In federal court on Monday, Chief U.S. District Judge Gina M. Groh sentenced a former Berkeley Medical Center worker to 5 years’ probation for her role in an identity theft scam. In addition to probation, Angela Dawn Roberts, 42, of Stephenson, VA, must pay $22,000 in restitution.

Angela Dawn Roberts, also known as Angela Dawn Lee, had been working for WVU University Healthcare since 2014.

Roberts was employed to schedule appointments for patients at two medical centers – Berkeley Medical Center and Jefferson Medical Center – which provided her with access to patients’ protected health information.

Roberts copied sensitive information onto paper, including names, birth dates, and Social Security numbers, and in some cases printed copies of identity documents.

On January 19, 2017, Roberts was suspended following an internal investigation into data theft which was alleged to have occurred on June 27, 2016.

She was fired on January 27, 2017 and was prosecuted for stealing patient health information.

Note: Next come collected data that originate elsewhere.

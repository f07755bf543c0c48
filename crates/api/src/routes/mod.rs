//! Route definitions, one module per resource.

pub mod ai;
pub mod auth;
pub mod health;
pub mod posts;
pub mod scripts;
pub mod settings;
pub mod tutorials;

use axum::Router;

use crate::state::AppState;

/// Build the `/api/v1` route tree.
///
/// Route hierarchy:
///
/// ```text
/// /auth/login                        login (public)
///
/// /posts                             list published (public), create (auth)
/// /posts/all                         full list incl. drafts (auth)
/// /posts/stats                       dashboard counts (auth)
/// /posts/categories                  distinct categories (public)
/// /posts/tags                        distinct tags (public)
/// /posts/slug/{slug}                 published detail (public)
/// /posts/{id}                        get (auth), update, delete
///
/// /tutorials                         list published w/ steps (public), create (auth)
/// /tutorials/all                     full list incl. drafts (auth)
/// /tutorials/categories              distinct categories (public)
/// /tutorials/unlock-code             generate a fresh code (auth)
/// /tutorials/unlocked                unlocked ids for a visitor (public)
/// /tutorials/slug/{slug}             published detail (public)
/// /tutorials/{id}                    get (auth), update, delete
/// /tutorials/{id}/unlock             check (GET), attempt (POST), revoke (DELETE, auth)
///
/// /scripts                           list w/ search (public), create (auth)
/// /scripts/{id}                      get (auth), update, delete
///
/// /settings                          merged document (public), upsert (auth)
/// /settings/reset                    restore defaults (auth)
/// /settings/{section}                one section (public)
///
/// /social-links                      list (public), replace-all (auth), add (auth)
/// /social-links/{id}                 update, delete (auth)
///
/// /ai/format                         streaming rewrite (auth)
/// /ai/generate-post                  structured post draft (auth)
/// /ai/generate-tutorial              structured tutorial draft (auth)
/// ```
pub fn api_routes() -> Router<AppState> {
    Router::new()
        .nest("/auth", auth::router())
        .nest("/posts", posts::router())
        .nest("/tutorials", tutorials::router())
        .nest("/scripts", scripts::router())
        .nest("/settings", settings::router())
        .nest("/social-links", settings::social_router())
        .nest("/ai", ai::router())
}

Approximately 7,000 patients whose information was accessed by Roberts were notified of the risk of identity theft and fraud as a precaution.

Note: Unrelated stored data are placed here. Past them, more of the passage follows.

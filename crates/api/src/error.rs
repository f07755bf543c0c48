use axum::http::StatusCode;
use axum::response::{IntoResponse, Response};
use devdocs_ai::AiError;
use devdocs_core::error::CoreError;
use serde_json::json;

/// Application-level error type for HTTP handlers.
///
/// Wraps [`CoreError`] for domain errors, [`sqlx::Error`] for database
/// errors, and [`AiError`] for provider errors. Implements
/// [`IntoResponse`] to produce consistent JSON error responses.
#[derive(Debug, thiserror::Error)]
pub enum AppError {
    /// A domain-level error from `devdocs_core`.
    #[error(transparent)]
    Core(#[from] CoreError),

    /// A database error from sqlx.
    #[error("Database error: {0}")]
    Database(#[from] sqlx::Error),

    /// An AI provider error from `devdocs_ai`.
    #[error("AI provider error: {0}")]
    Ai(#[from] AiError),

    /// A bad request with a human-readable message.
    #[error("Bad request: {0}")]
    BadRequest(String),

    /// An internal error with a human-readable message.
    #[error("Internal error: {0}")]
    InternalError(String),
}

/// Convenience type alias for handler return values.
pub type AppResult<T> = Result<T, AppError>;

impl IntoResponse for AppError {
    fn into_response(self) -> Response {
        let (status, code, message) = match &self {
            // --- CoreError variants ---
            AppError::Core(core) => match core {
                CoreError::NotFound { entity, id } => (
                    StatusCode::NOT_FOUND,
                    "NOT_FOUND",
                    format!("{entity} with id {id} not found"),
                ),
                CoreError::NotFoundByKey { entity, key } => (
                    StatusCode::NOT_FOUND,
                    "NOT_FOUND",
                    format!("{entity} '{key}' not found"),
                ),
                CoreError::Validation(msg) => {
                    (StatusCode::BAD_REQUEST, "VALIDATION_ERROR", msg.clone())
                }
                CoreError::Conflict(msg) => (StatusCode::CONFLICT, "CONFLICT", msg.clone()),
                CoreError::Unauthorized(msg) => {
                    (StatusCode::UNAUTHORIZED, "UNAUTHORIZED", msg.clone())
                }
                CoreError::Forbidden(msg) => (StatusCode::FORBIDDEN, "FORBIDDEN", msg.clone()),
                CoreError::NotConfigured(msg) => {
                    tracing::error!(error = %msg, "Service not configured");
                    (StatusCode::SERVICE_UNAVAILABLE, "NOT_CONFIGURED", msg.clone())
                }
                CoreError::Internal(msg) => {
                    tracing::error!(error = %msg, "Internal core error");
                    (
                        StatusCode::INTERNAL_SERVER_ERROR,
                        "INTERNAL_ERROR",
                        "An internal error occurred".to_string(),
                    )
                }
            },

            // --- Database errors ---
            AppError::Database(err) => classify_sqlx_error(err),

            // --- AI provider errors ---
            AppError::Ai(err) => classify_ai_error(err),

            // --- HTTP-specific errors ---
            AppError::BadRequest(msg) => (StatusCode::BAD_REQUEST, "BAD_REQUEST", msg.clone()),
            AppError::InternalError(msg) => {
                tracing::error!(error = %msg, "Internal error");
                (
                    StatusCode::INTERNAL_SERVER_ERROR,
                    "INTERNAL_ERROR",
                    "An internal error occurred".to_string(),
                )
            }
        };

        let body = json!({
            "error": message,
            "code": code,
        });

        (status, axum::Json(body)).into_response()
    }
}

/// Classify a sqlx error into an HTTP status, error code, and message.
///
/// - `RowNotFound` maps to 404.
/// - Unique constraint violations (constraint name starting with `uq_`) map to 409.
/// - Everything else maps to 500 with a sanitized message.
fn classify_sqlx_error(err: &sqlx::Error) -> (StatusCode, &'static str, String) {
    match err {
        sqlx::Error::RowNotFound => (
            StatusCode::NOT_FOUND,
            "NOT_FOUND",
            "Resource not found".to_string(),
        ),
        sqlx::Error::Database(db_err) => {
            // PostgreSQL unique constraint violation: error code 23505
            if db_err.code().as_deref() == Some("23505") {
                let constraint = db_err.constraint().unwrap_or("unknown");
                if constraint.starts_with("uq_") {
                    return (
                        StatusCode::CONFLICT,
                        "CONFLICT",
                        format!("Duplicate value violates unique constraint: {constraint}"),
                    );
                }
            }
            tracing::error!(error = %db_err, "Database error");
            (
                StatusCode::INTERNAL_SERVER_ERROR,
                "INTERNAL_ERROR",
                "An internal error occurred".to_string(),
            )
        }
        other => {
            tracing::error!(error = %other, "Database error");
            (
                StatusCode::INTERNAL_SERVER_ERROR,
                "INTERNAL_ERROR",
                "An internal error occurred".to_string(),
            )
        }
    }
}

/// Classify an AI provider error per the relay error taxonomy.
///
/// Missing/rejected keys are configuration (503), quota exhaustion is
/// passed through as 429, unparseable structured output is surfaced
/// distinctly (500 `INVALID_AI_RESPONSE`), and everything else is an
/// upstream failure (502) that the caller may retry. Upstream detail is
/// logged server-side, never returned to the visitor.
fn classify_ai_error(err: &AiError) -> (StatusCode, &'static str, String) {
    match err {
        AiError::MissingApiKey | AiError::InvalidApiKey => {
            tracing::error!(error = %err, "AI provider not configured");
            (
                StatusCode::SERVICE_UNAVAILABLE,
                "NOT_CONFIGURED",
                "AI capabilities are not configured".to_string(),
            )
        }
        AiError::RateLimited => (
            StatusCode::TOO_MANY_REQUESTS,
            "RATE_LIMITED",
            "AI provider quota exhausted. Try again later.".to_string(),
        ),
        AiError::InvalidResponse(detail) => {
            tracing::error!(error = %detail, "AI returned an invalid structured response");
            (
                StatusCode::INTERNAL_SERVER_ERROR,
                "INVALID_AI_RESPONSE",
                "AI returned an invalid format. Try again.".to_string(),
            )
        }
        AiError::Timeout | AiError::Transport(_) | AiError::Http { .. } | AiError::Stream(_) => {
            tracing::error!(error = %err, "AI provider request failed");
            (
                StatusCode::BAD_GATEWAY,
                "UPSTREAM_ERROR",
                "AI provider request failed. Try again.".to_string(),
            )
        }
    }
}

Angela Dawn Roberts admitted stealing the protected health information of 10 patients and pleaded guilty to one count of identity theft. The plea agreement was filed in July.

The stolen information was passed to her co-defendant, Ajarhi Savimbi Roberts. Ajarhi Savimbi Roberts was charged with bank fraud in a 36-count indictment. He pleaded guilty and is scheduled to be sentenced on May 21.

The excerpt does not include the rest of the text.